PSU rated power has little to do with how much load the computer draws from the wall.  The two things that affect power draw from the wall socket is the PSU efficiency rating (80% or higher is the goal) and the sum total of the components in the computer.

For example, let's say your computer parts all together draw 200w.  You have an 80% efficient PSU.  That means your total power draw at the wall is 200/0.8, or approx 250w.  That holds true whether or not you have a 500w or a 1000w PSU.

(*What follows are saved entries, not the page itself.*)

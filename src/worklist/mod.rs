//! Item resolution: turning one input reference into an ordered worklist.
//!
//! The resolver probes the reference once (no media transfer) and decides
//! whether it names a single item or a collection. Collections expand into
//! one [`WorkItem`] per entry with a usable reference, numbered `1..=N` in
//! listing order. Any probe failure aborts resolution; a partial worklist is
//! never returned.
//!
//! # Example
//!
//! ```no_run
//! use std::sync::Arc;
//! use playlist_dl_core::backend::YtDlpBackend;
//! use playlist_dl_core::worklist::ItemResolver;
//!
//! # async fn example() -> Result<(), Box<dyn std::error::Error>> {
//! let resolver = ItemResolver::new(Arc::new(YtDlpBackend::new("yt-dlp")));
//! let resolved = resolver
//!     .resolve("https://www.youtube.com/playlist?list=PL123")
//!     .await?;
//! println!("{}: {} items", resolved.collection_name, resolved.items.len());
//! # Ok(())
//! # }
//! ```

mod error;
mod sanitize;

pub use error::ResolveError;
pub use sanitize::sanitize_name;

use std::sync::Arc;

use tracing::{debug, info, instrument, warn};

use crate::backend::{MetadataProbe, ProbeResult, ProbedCollection, ProbedEntry, ProbedItem};

/// Folder name used when a collection has no usable title.
pub const COLLECTION_FALLBACK_NAME: &str = "playlist";

/// Folder name used when a single item has no usable title.
pub const SINGLE_FALLBACK_NAME: &str = "single_video";

/// One unit of fetch work.
#[derive(Debug, Clone, PartialEq, Eq)]
pub struct WorkItem {
    /// 1-based position in the worklist; stable identity for naming and reporting.
    pub index: usize,
    /// Item locator.
    pub reference: String,
    /// Ledger key reported by the probe. Takes precedence over one derived
    /// from the reference.
    pub completion_key: Option<String>,
}

impl WorkItem {
    /// Creates a work item.
    pub fn new(index: usize, reference: impl Into<String>) -> Self {
        Self {
            index,
            reference: reference.into(),
            completion_key: None,
        }
    }

    /// Sets the probe-reported ledger key.
    #[must_use]
    pub fn with_completion_key(mut self, key: Option<String>) -> Self {
        self.completion_key = key;
        self
    }
}

/// Whether the input named one item or a collection.
#[derive(Debug, Clone, Copy, PartialEq, Eq)]
pub enum ResolveMode {
    /// A single fetchable unit.
    Single,
    /// A playlist, channel, or similar listing.
    Collection,
}

/// Result of resolving an input reference.
#[derive(Debug, Clone, PartialEq, Eq)]
pub struct ResolvedWorklist {
    /// Sanitized name used for the output folder.
    pub collection_name: String,
    /// Single item or collection.
    pub mode: ResolveMode,
    /// Items in resolution order, indices `1..=items.len()`.
    pub items: Vec<WorkItem>,
    /// Collection entries dropped for lacking any reference.
    pub unresolvable: usize,
    /// Heights the single item is offered in, highest first. Empty for collections.
    pub available_heights: Vec<u32>,
}

/// Resolves input references through a [`MetadataProbe`].
#[derive(Clone)]
pub struct ItemResolver {
    probe: Arc<dyn MetadataProbe>,
}

impl std::fmt::Debug for ItemResolver {
    fn fmt(&self, f: &mut std::fmt::Formatter<'_>) -> std::fmt::Result {
        f.debug_struct("ItemResolver").finish_non_exhaustive()
    }
}

impl ItemResolver {
    /// Creates a resolver backed by `probe`.
    #[must_use]
    pub fn new(probe: Arc<dyn MetadataProbe>) -> Self {
        Self { probe }
    }

    /// Probes `reference` and builds the worklist.
    ///
    /// # Errors
    ///
    /// - [`ResolveError::MissingReference`] for blank input
    /// - [`ResolveError::Probe`] when the probe fails
    /// - [`ResolveError::EmptyCollection`] when no collection entry is resolvable
    #[instrument(skip(self))]
    pub async fn resolve(&self, reference: &str) -> Result<ResolvedWorklist, ResolveError> {
        let reference = reference.trim();
        if reference.is_empty() {
            return Err(ResolveError::MissingReference);
        }

        let probed = self
            .probe
            .probe(reference)
            .await
            .map_err(|source| ResolveError::Probe {
                reference: reference.to_string(),
                source,
            })?;

        match probed {
            ProbeResult::Single(item) => Ok(resolve_single(reference, item)),
            ProbeResult::Collection(collection) => resolve_collection(reference, collection),
        }
    }
}

fn resolve_single(reference: &str, item: ProbedItem) -> ResolvedWorklist {
    let collection_name = sanitize_name(
        item.title.as_deref().unwrap_or_default(),
        SINGLE_FALLBACK_NAME,
    );
    let item_reference = item.webpage_url.unwrap_or_else(|| reference.to_string());
    debug!(name = %collection_name, reference = %item_reference, "resolved single item");

    ResolvedWorklist {
        collection_name,
        mode: ResolveMode::Single,
        items: vec![WorkItem::new(1, item_reference).with_completion_key(item.completion_key)],
        unresolvable: 0,
        available_heights: item.available_heights,
    }
}

fn resolve_collection(
    reference: &str,
    collection: ProbedCollection,
) -> Result<ResolvedWorklist, ResolveError> {
    let collection_name = sanitize_name(
        collection.title.as_deref().unwrap_or_default(),
        COLLECTION_FALLBACK_NAME,
    );
    let listed = collection.entries.len();

    let items: Vec<WorkItem> = collection
        .entries
        .iter()
        .filter_map(|entry| {
            entry_reference(entry).map(|entry_ref| (entry_ref, entry.completion_key.clone()))
        })
        .enumerate()
        .map(|(offset, (entry_ref, key))| {
            WorkItem::new(offset + 1, entry_ref).with_completion_key(key)
        })
        .collect();

    let unresolvable = listed - items.len();
    if unresolvable > 0 {
        warn!(
            unresolvable,
            listed, "skipping collection entries without a resolvable reference"
        );
    }

    if items.is_empty() {
        return Err(ResolveError::EmptyCollection {
            reference: reference.to_string(),
        });
    }

    info!(name = %collection_name, items = items.len(), "resolved collection");
    Ok(ResolvedWorklist {
        collection_name,
        mode: ResolveMode::Collection,
        items,
        unresolvable,
        available_heights: Vec::new(),
    })
}

/// Direct entry URL, else a canonical watch URL rebuilt from the entry id.
fn entry_reference(entry: &ProbedEntry) -> Option<String> {
    if let Some(url) = entry.url.as_deref().filter(|u| !u.trim().is_empty()) {
        return Some(url.to_string());
    }
    entry
        .id
        .as_deref()
        .filter(|id| !id.trim().is_empty())
        .map(|id| format!("https://www.youtube.com/watch?v={id}"))
}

I think that 750w PC Power and Cooling one you linked to would probably be fine.  Make sure it has the connectors you want and just to be sure you should make sure it's on both nvidia's SLI list and AMD/ATI's crossfire list, but other than that it looks just fine to me.
Amp's are what needs to be rated here.  Video cards esp have amp needs and if they are not met it does not matter if you have a 1800 watt PSU if the rail(s) your GPU is connected to does not have ample Amps you will have failure no exceptions.

My reference to the wall wiring is simple... wire gauges have ratings the wiring in your wall is rated far above the current it carries, in PSU's the wires are of smaller gage and will get warm as they approach their load limits.  PCP&C pushes the gage limits of the ratings (compair small gage jumper cables to expensive large gage, the wire does get hot on small gage jumper cables).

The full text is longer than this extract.